Lo cierto en todo caso es que Estados Unidos no quiere dejarse sorprender. Dispone ya de una base en Thule, al noreste de Groenlandia, la única de las que posee que situada en el interior del círculo polar, capaz de detectar misiles balísticos, tanto más útil ahora cuanto que han caducado los diversos tratados ruso-norteamericanos de no proliferación de armas nucleares. Esa base se completa con otra, situada en las inmediaciones de Nuuk, la capital de Groenlandia, en donde Washington acaba de abrir su primer consulado en la isla, y a la que previsiblemente dotará de una infraestructura renovada. 

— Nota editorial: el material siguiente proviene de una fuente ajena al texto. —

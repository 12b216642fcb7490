//! Storage abstraction.
//!
//! One repository trait per entity, combined into the [`Storage`] supertrait
//! that handlers hold as `Arc<dyn Storage>`. The in-memory backend in
//! [`memory`] is the only implementation today; a persistent one can be
//! swapped in without touching the handlers.
//!
//! Absence is `Ok(None)`, never an error. No entity supports deletion.

pub mod memory;

use async_trait::async_trait;
use thiserror::Error;

use crate::models::{
    AuditTrail, BudgetPlan, BudgetPlanPatch, Document, DocumentPatch, InsertAuditTrail,
    InsertBudgetPlan, InsertDocument, InsertReport, InsertTransaction, InsertUser, Report,
    Transaction, TransactionPatch, User, UserPatch,
};

pub use memory::MemStore;

#[derive(Debug, Error)]
pub enum StoreError {
    /// A uniqueness constraint was violated. Raised under the write lock,
    /// so a pre-check in the handler cannot race past it.
    #[error("conflict: {0}")]
    Conflict(String),
    /// Backend failure (I/O, connection loss). The in-memory store never
    /// raises this; it exists for substituted persistent backends.
    #[error("storage backend failure: {0}")]
    Backend(String),
}

#[async_trait]
pub trait UserStore {
    async fn create_user(&self, user: InsertUser) -> Result<User, StoreError>;
    async fn user(&self, id: i64) -> Result<Option<User>, StoreError>;
    async fn user_by_username(&self, username: &str) -> Result<Option<User>, StoreError>;
    async fn all_users(&self) -> Result<Vec<User>, StoreError>;
    async fn update_user(&self, id: i64, patch: UserPatch) -> Result<Option<User>, StoreError>;
}

#[async_trait]
pub trait BudgetPlanStore {
    async fn create_budget_plan(&self, plan: InsertBudgetPlan) -> Result<BudgetPlan, StoreError>;
    async fn budget_plan(&self, id: i64) -> Result<Option<BudgetPlan>, StoreError>;
    async fn budget_plans_by_department(
        &self,
        department: &str,
    ) -> Result<Vec<BudgetPlan>, StoreError>;
    async fn budget_plans_by_fiscal_year(&self, year: i32) -> Result<Vec<BudgetPlan>, StoreError>;
    async fn update_budget_plan(
        &self,
        id: i64,
        patch: BudgetPlanPatch,
    ) -> Result<Option<BudgetPlan>, StoreError>;
}

#[async_trait]
pub trait TransactionStore {
    async fn create_transaction(
        &self,
        transaction: InsertTransaction,
    ) -> Result<Transaction, StoreError>;
    async fn transaction(&self, id: i64) -> Result<Option<Transaction>, StoreError>;
    async fn transactions_by_department(
        &self,
        department: &str,
    ) -> Result<Vec<Transaction>, StoreError>;
    async fn transactions_by_budget_plan(
        &self,
        budget_plan_id: i64,
    ) -> Result<Vec<Transaction>, StoreError>;
    async fn recent_transactions(&self, limit: usize) -> Result<Vec<Transaction>, StoreError>;
    async fn update_transaction(
        &self,
        id: i64,
        patch: TransactionPatch,
    ) -> Result<Option<Transaction>, StoreError>;
}

#[async_trait]
pub trait DocumentStore {
    async fn create_document(&self, document: InsertDocument) -> Result<Document, StoreError>;
    async fn document(&self, id: i64) -> Result<Option<Document>, StoreError>;
    async fn documents_by_department(
        &self,
        department: &str,
    ) -> Result<Vec<Document>, StoreError>;
    async fn documents_by_status(&self, status: &str) -> Result<Vec<Document>, StoreError>;
    async fn pending_documents(&self, limit: usize) -> Result<Vec<Document>, StoreError>;
    async fn update_document(
        &self,
        id: i64,
        patch: DocumentPatch,
    ) -> Result<Option<Document>, StoreError>;
}

#[async_trait]
pub trait ReportStore {
    async fn create_report(&self, report: InsertReport) -> Result<Report, StoreError>;
    async fn report(&self, id: i64) -> Result<Option<Report>, StoreError>;
    async fn reports_by_department(&self, department: &str) -> Result<Vec<Report>, StoreError>;
    async fn reports_by_type(&self, kind: &str) -> Result<Vec<Report>, StoreError>;
}

#[async_trait]
pub trait AuditTrailStore {
    async fn create_audit_trail(&self, audit: InsertAuditTrail) -> Result<AuditTrail, StoreError>;
    async fn audit_trail(&self, id: i64) -> Result<Option<AuditTrail>, StoreError>;
    async fn audit_trails_by_user(&self, user_id: i64) -> Result<Vec<AuditTrail>, StoreError>;
    async fn audit_trails_by_entity(
        &self,
        entity_type: &str,
        entity_id: i64,
    ) -> Result<Vec<AuditTrail>, StoreError>;
}

/// Everything the handlers need from a backend, behind one object-safe trait.
pub trait Storage:
    UserStore
    + BudgetPlanStore
    + TransactionStore
    + DocumentStore
    + ReportStore
    + AuditTrailStore
    + Send
    + Sync
{
}

impl<T> Storage for T where
    T: UserStore
        + BudgetPlanStore
        + TransactionStore
        + DocumentStore
        + ReportStore
        + AuditTrailStore
        + Send
        + Sync
{
}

Al igual que Rusia ambiciona hacerse con la minería del subsuelo marino del Ártico, Estados Unidos pretende hacerse con el uranio, zinc, tierras raras y oro que alberga el subsuelo de Groenlandia, hasta ahora cubierto en un 80% por una gruesa capa permanente de hielo, pero que también se está fundiendo rápidamente como consecuencia del calentamiento climático. 

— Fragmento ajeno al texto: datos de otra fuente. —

use axum::extract::rejection::JsonRejection;
use axum::extract::{Path, Query, State};
use axum::http::{HeaderMap, StatusCode};
use axum::{Extension, Json};
use serde::Deserialize;
use serde_json::{json, Value};

use crate::app::AppState;
use crate::audit;
use crate::error::ApiError;
use crate::middleware::CurrentUser;
use crate::models::{BudgetPlan, BudgetPlanPatch, InsertBudgetPlan};
use crate::schema;
use crate::store::BudgetPlanStore;

use super::json_body;

#[derive(Debug, Deserialize)]
#[serde(rename_all = "camelCase")]
pub struct ListQuery {
    fiscal_year: Option<String>,
    department: Option<String>,
}

/// POST /api/budget-plans
pub async fn create(
    State(state): State<AppState>,
    Extension(current): Extension<CurrentUser>,
    headers: HeaderMap,
    body: Result<Json<Value>, JsonRejection>,
) -> Result<(StatusCode, Json<BudgetPlan>), ApiError> {
    let mut body = json_body(body)?;
    // The acting user is always the submitter, whatever the body says
    if let Some(object) = body.as_object_mut() {
        object.insert("submittedBy".to_string(), json!(current.id));
    }
    schema::BUDGET_PLAN.validate(&body)?;

    let insert: InsertBudgetPlan = serde_json::from_value(body)
        .map_err(|_| ApiError::bad_request("Invalid request body"))?;
    let plan = state.store.create_budget_plan(insert).await?;

    audit::record(
        state.store.as_ref(),
        Some(&current),
        &headers,
        "create",
        "budget",
        plan.id,
        json!({ "title": plan.title, "fiscalYear": plan.fiscal_year }),
    )
    .await;

    Ok((StatusCode::CREATED, Json(plan)))
}

/// GET /api/budget-plans?fiscalYear=|department=
///
/// One filter dimension at a time, fiscal year taking precedence. Without a
/// recognized filter the endpoint returns an empty list, not the whole
/// collection - a pagination placeholder inherited from the original
/// system, kept as observed.
pub async fn list(
    State(state): State<AppState>,
    Query(query): Query<ListQuery>,
) -> Result<Json<Vec<BudgetPlan>>, ApiError> {
    // Zero is treated like an unparseable value: no filter
    let fiscal_year =
        query.fiscal_year.as_deref().and_then(|v| v.parse::<i32>().ok()).filter(|v| *v != 0);

    let plans = if let Some(year) = fiscal_year {
        state.store.budget_plans_by_fiscal_year(year).await?
    } else if let Some(department) = query.department.as_deref() {
        state.store.budget_plans_by_department(department).await?
    } else {
        Vec::new()
    };

    Ok(Json(plans))
}

/// GET /api/budget-plans/:id
pub async fn show(
    State(state): State<AppState>,
    Path(id): Path<i64>,
) -> Result<Json<BudgetPlan>, ApiError> {
    let plan = state
        .store
        .budget_plan(id)
        .await?
        .ok_or_else(|| ApiError::not_found("Budget plan not found"))?;
    Ok(Json(plan))
}

/// PATCH /api/budget-plans/:id
///
/// Merges the patch unconditionally: no field whitelist beyond the entity's
/// own shape and no status-transition validation.
pub async fn update(
    State(state): State<AppState>,
    Extension(current): Extension<CurrentUser>,
    headers: HeaderMap,
    Path(id): Path<i64>,
    body: Result<Json<Value>, JsonRejection>,
) -> Result<Json<BudgetPlan>, ApiError> {
    if state.store.budget_plan(id).await?.is_none() {
        return Err(ApiError::not_found("Budget plan not found"));
    }

    let body = json_body(body)?;
    let patch: BudgetPlanPatch = serde_json::from_value(body.clone())
        .map_err(|_| ApiError::bad_request("Invalid request body"))?;

    let plan = state
        .store
        .update_budget_plan(id, patch)
        .await?
        .ok_or_else(|| ApiError::not_found("Budget plan not found"))?;

    audit::record(
        state.store.as_ref(),
        Some(&current),
        &headers,
        "update",
        "budget",
        id,
        json!({ "changes": body }),
    )
    .await;

    Ok(Json(plan))
}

De Alaska a la Ruta de la Seda ártica

No es, por cierto, la primera vez que Estados Unidos intenta la compra de Groenlandia. Ya lo intentó, con una oferta de 100 millones de dólares-oro, al final de la Segunda Guerra Mundial, mucho antes de que Copenhague concediera a los 57.000 inuits que la habitan la gran autonomía de la que gozan hoy. Más suerte tuvo en 1867, fecha en la que pagó a Rusia 25 millones de dólares por el entonces inmenso mar de hielo que era Alaska, y en 1917, en que pagó 60 millones a Dinamarca a cambio de las Islas Vírgenes, a las que convertiría en un afamado paraíso fiscal. 

China, la otra gran potencia en discordia, aunque su territorio esté muy distante de estos hielos polares, se autoproclama como “Estado cercano al Ártico”, una nada sutil denominación, que no esconde en absoluto sus pretensiones de tener algo que decir en tal escenario geopolítico. Su proyecto planetario de la Nueva Ruta de la Seda también tendría entonces ramificaciones árticas, por cuanto la desaparición de la barrera de hielo, hasta ahora   al menos durante la mitad del año, facilitaría su comercio, el arma que Pekín considera decisiva para conseguir y hacer prevalecer su hegemonía.